En d’autres termes, Musk n’est pas un monarque économique incontestable : il n’a pas le quasi-monopole de ses prédécesseurs illustres. Toutefois, son influence politique pourrait tenir à deux facteurs : son accès direct à l’opinion publique (notamment via X) et la dépendance mutuelle avec l’État. L’administration Trump, désireuse de promouvoir de grands projets (infrastructures souterraines, conquête spatiale), dépend de l’expertise de Musk, lequel se montre sensible à la flatterie présidentielle et aux financements fédéraux. Cette relation ouvre la porte à de potentiels conflits d’intérêts et accroît le risque de corruption : la frontière entre intérêt public et intérêts privés tend à se brouiller lorsque des décisions stratégiques ou budgétaires se prennent dans un cercle restreint (Trump, Musk et quelques conseillers).

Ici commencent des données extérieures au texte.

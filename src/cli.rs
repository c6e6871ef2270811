//! Command-line interface.
//!
//! # Examples
//!
//! ```bash
//! # Resolve with the system resolver
//! mx_resolve gmail.com aol.com
//!
//! # Ask a specific DNS server for the MX records
//! mx_resolve --dns 8.8.8.8 gmail.com
//!
//! # Read domains from a file and save the records
//! mx_resolve --input domains.txt --output records.txt
//!
//! # Single-dash spellings are accepted too
//! mx_resolve -dns 1.1.1.1 -input domains.txt -output records.jsonl --output-format jsonl
//! ```

use std::ffi::OsString;
use std::path::PathBuf;

use clap::Parser;

use crate::config::{
    Config, FailOn, LogFormat, LogLevel, OutputFormat, DNS_TIMEOUT_SECS, SEMAPHORE_LIMIT,
};
use crate::run::RunRequest;

/// Single-dash flags rewritten to their double-dash form before parsing.
const LEGACY_FLAGS: [(&str, &str); 3] = [
    ("-dns", "--dns"),
    ("-input", "--input"),
    ("-output", "--output"),
];

/// Command-line options.
#[derive(Debug, Parser)]
#[command(
    name = "mx_resolve",
    about = "Resolves the MX records of a list of domains and the IP address of each mail exchanger."
)]
pub struct Cli {
    /// Domains to resolve
    #[arg(value_name = "DOMAIN", required_unless_present = "input")]
    pub domains: Vec<String>,

    /// IPv4 address of the DNS server to send MX queries to
    #[arg(long, value_name = "IP")]
    pub dns: Option<String>,

    /// File with one domain per line (`-` reads stdin)
    ///
    /// Blank lines and lines starting with `#` are skipped.
    #[arg(long, value_parser, value_name = "FILE")]
    pub input: Option<PathBuf>,

    /// File to save the resolved records to (overwritten)
    #[arg(long, value_parser, value_name = "FILE")]
    pub output: Option<PathBuf>,

    /// Format of the output file: text|jsonl
    #[arg(long, value_enum, default_value_t = OutputFormat::Text)]
    pub output_format: OutputFormat,

    /// Maximum number of domains resolved at the same time
    #[arg(long, default_value_t = SEMAPHORE_LIMIT)]
    pub max_concurrency: usize,

    /// Per-lookup timeout in seconds
    #[arg(long, default_value_t = DNS_TIMEOUT_SECS)]
    pub timeout_seconds: u64,

    /// Log level: error|warn|info|debug|trace
    #[arg(long, value_enum, default_value_t = LogLevel::Warn)]
    pub log_level: LogLevel,

    /// Log format: plain|json
    #[arg(long, value_enum, default_value_t = LogFormat::Plain)]
    pub log_format: LogFormat,

    /// Exit code policy: never|any-error|no-records
    ///
    /// `never` exits 0 once the batch has run. The other policies exit 2 when
    /// any error was reported, or when nothing resolved.
    #[arg(long, value_enum, default_value_t = FailOn::Never)]
    pub fail_on: FailOn,
}

impl Cli {
    /// Library configuration carried by these options.
    pub fn to_config(&self) -> Config {
        Config {
            max_concurrency: self.max_concurrency,
            timeout_seconds: self.timeout_seconds,
            log_level: self.log_level.clone(),
            log_format: self.log_format.clone(),
            fail_on: self.fail_on,
            output_format: self.output_format,
        }
    }

    /// Resolver address for the batch; `""` selects the default resolver.
    pub fn resolver_address(&self) -> &str {
        self.dns.as_deref().unwrap_or("")
    }

    /// Turns the options into a run request.
    pub fn into_request(self) -> RunRequest {
        let config = self.to_config();
        let resolver_address = self.resolver_address().to_string();
        RunRequest {
            domains: self.domains,
            input: self.input,
            output: self.output,
            resolver_address,
            config,
        }
    }
}

/// Rewrites `-dns`, `-input` and `-output` to their `--` spellings.
///
/// Only whole arguments are rewritten; `-dns=8.8.8.8` is left to clap.
pub fn normalize_legacy_flags<I, T>(args: I) -> Vec<OsString>
where
    I: IntoIterator<Item = T>,
    T: Into<OsString>,
{
    args.into_iter()
        .map(Into::into)
        .map(|arg| {
            match LEGACY_FLAGS.iter().find(|(legacy, _)| arg == *legacy) {
                Some((_, modern)) => OsString::from(*modern),
                None => arg,
            }
        })
        .collect()
}
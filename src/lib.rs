//! mx_resolve library: MX record resolution for batches of domains
//!
//! This library validates domain names, queries their MX records (optionally
//! against a specific DNS server), resolves each mail exchanger to an IP
//! address, and reports every success and failure of the batch without letting
//! one domain affect another.
//!
//! # Example
//!
//! ```no_run
//! use mx_resolve::{format_record, Config, ResolutionEngine};
//!
//! # #[tokio::main]
//! # async fn main() {
//! let engine = ResolutionEngine::from_config(&Config::default());
//! let result = engine.resolve(&["gmail.com", "aol.com", "hotmail"], "8.8.8.8").await;
//!
//! for error in &result.errors {
//!     eprintln!("{error}");
//! }
//! for record in &result.records {
//!     println!("{}", format_record(record));
//! }
//! # }
//! ```
//!
//! # Requirements
//!
//! This library requires a Tokio runtime. Use `#[tokio::main]` in your application
//! or ensure you're calling library functions within an async context.

#![warn(missing_docs)]

pub mod app;
pub mod cli;
pub mod config;
pub mod dns;
mod engine;
mod error_handling;
pub mod initialization;
mod models;
pub mod report;
mod run;
mod validation;

// Re-export public API
pub use config::{Config, ConfigError, FailOn, LogFormat, LogLevel, OutputFormat};
pub use dns::{AddressLookup, HickoryLookup, LookupError, MxAnswer, MxLookup};
pub use engine::ResolutionEngine;
pub use error_handling::{ErrorKind, FileError, InitializationError, LookupStage, ResolutionError};
pub use models::{BatchResult, ResolvedRecord};
pub use report::{format_record, summarize, LineKind, ReportLine};
pub use run::{
    evaluate_exit_code, run_resolve, run_with_engine, RunReport, RunRequest, EXIT_POLICY_FAILURE,
};
pub use validation::{is_valid_domain, is_valid_ipv4, parse_ipv4};
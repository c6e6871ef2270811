//! Resolution error statistics.
//!
//! Thread-safe counters, one per [`ErrorKind`], shared by every worker of a
//! batch.

use std::collections::{BTreeMap, HashMap};
use std::sync::atomic::{AtomicUsize, Ordering};
use strum::IntoEnumIterator;

use super::types::ErrorKind;

/// Thread-safe error statistics tracker.
///
/// All kinds are initialized to zero on creation, so incrementing never needs
/// to insert. Share across tasks with `Arc`.
pub struct ErrorStats {
    errors: HashMap<ErrorKind, AtomicUsize>,
}

impl ErrorStats {
    /// Creates a tracker with every counter at zero.
    pub fn new() -> Self {
        let mut errors = HashMap::new();
        for kind in ErrorKind::iter() {
            errors.insert(kind, AtomicUsize::new(0));
        }
        ErrorStats { errors }
    }

    /// Increment the counter for `kind`.
    pub fn increment(&self, kind: ErrorKind) {
        if let Some(counter) = self.errors.get(&kind) {
            counter.fetch_add(1, Ordering::Relaxed);
        } else {
            log::error!(
                "Attempted to increment error counter for {:?} which is not in the map. \
                 This indicates a bug in ErrorStats initialization.",
                kind
            );
        }
    }

    /// Get the count for an error kind.
    pub fn get(&self, kind: ErrorKind) -> usize {
        self.errors
            .get(&kind)
            .map(|c| c.load(Ordering::SeqCst))
            .unwrap_or(0)
    }

    /// Get total error count across all kinds.
    pub fn total(&self) -> usize {
        ErrorKind::iter().map(|k| self.get(k)).sum()
    }

    /// Non-zero counters, ordered by kind.
    pub fn snapshot(&self) -> BTreeMap<ErrorKind, usize> {
        ErrorKind::iter()
            .map(|k| (k, self.get(k)))
            .filter(|(_, count)| *count > 0)
            .collect()
    }
}

impl Default for ErrorStats {
    fn default() -> Self {
        Self::new()
    }
}
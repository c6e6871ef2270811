//! MX record queries.

use hickory_resolver::TokioAsyncResolver;

use super::lookup::{LookupError, MxAnswer};

/// Queries MX (mail exchanger) records for a domain.
///
/// # Arguments
///
/// * `domain` - The domain to query
/// * `resolver` - The DNS resolver instance
///
/// # Returns
///
/// The answers sorted by preference (lower = higher priority), then exchange.
///
/// # Errors
///
/// `LookupError::NoRecords` when the domain has no MX records or does not
/// exist, `LookupError::Timeout` when the resolver gave up waiting, and
/// `LookupError::Transport` for every other resolver failure.
pub async fn lookup_mx_records(
    domain: &str,
    resolver: &TokioAsyncResolver,
) -> Result<Vec<MxAnswer>, LookupError> {
    match resolver.mx_lookup(fully_qualified(domain)).await {
        Ok(lookup) => {
            let mut answers: Vec<MxAnswer> = lookup
                .iter()
                .map(|mx| {
                    MxAnswer::new(mx.preference(), normalize_exchange(&mx.exchange().to_utf8()))
                })
                .collect();
            answers.sort();
            Ok(answers)
        }
        Err(e) => {
            let err = LookupError::from(e);
            match &err {
                LookupError::NoRecords => log::debug!("No MX records for {domain}"),
                LookupError::Timeout => log::warn!("MX record lookup timed out for {domain}"),
                LookupError::Transport(msg) => {
                    log::warn!("Failed to lookup MX records for {domain}: {msg}");
                }
            }
            Err(err)
        }
    }
}

/// Appends the root dot so the resolver never tries search domains.
pub(crate) fn fully_qualified(name: &str) -> String {
    if name.ends_with('.') {
        name.to_string()
    } else {
        format!("{name}.")
    }
}

/// Strips the trailing root dot from an exchange name.
pub(crate) fn normalize_exchange(exchange: &str) -> String {
    exchange.trim_end_matches('.').to_string()
}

S’il est sain de débattre de la nécessité de rénover les rouages du pouvoir américain, qui semblent quelque peu rouillés, toute initiative n’est pas bonne à prendre. Or, Musk n’est pas un politicien réfléchi de nature. Son DOGE, la nouvelle branche du gouvernement chargée de réduire les dépenses, est loin de convaincre l’ensemble du Parti républicain. Certains, plus conservateurs sur le plan budgétaire, s’inquiètent des sommes prévues pour financer ces immenses projets, qu’il s’agisse de tunnels ou de lanceurs spatiaux. Musk plaide en effet pour une forme d’« industrial policy » — une politique industrielle dirigiste — que l’aile libérale-classique du Parti, attachée au libre marché, juge hétérodoxe.
De plus, les ambitions spatiales et les technologies de rupture, chères à Musk, pourraient alimenter une concurrence accrue avec la Chine et l’Europe. Le
gouvernement Trump pourrait alors durcir la guerre commerciale, en imposant barrières douanières et restrictions à l’exportation, au risque d’isoler les États-Unis de leurs partenaires traditionnels. À long terme, un tel isolement pourrait coûter cher en termes de relations internationales et d’innovation partagée.
En définitive, même si Musk n’occupe pas une position de monopole, sa capacité à « disrupter » des secteurs entiers, associée à la dimension très personnelle de sa relation avec l’administration Trump, soulève d’importantes questions sur l’équilibre des pouvoirs, le rôle de la puissance publique et la transparence au sommet de l’État.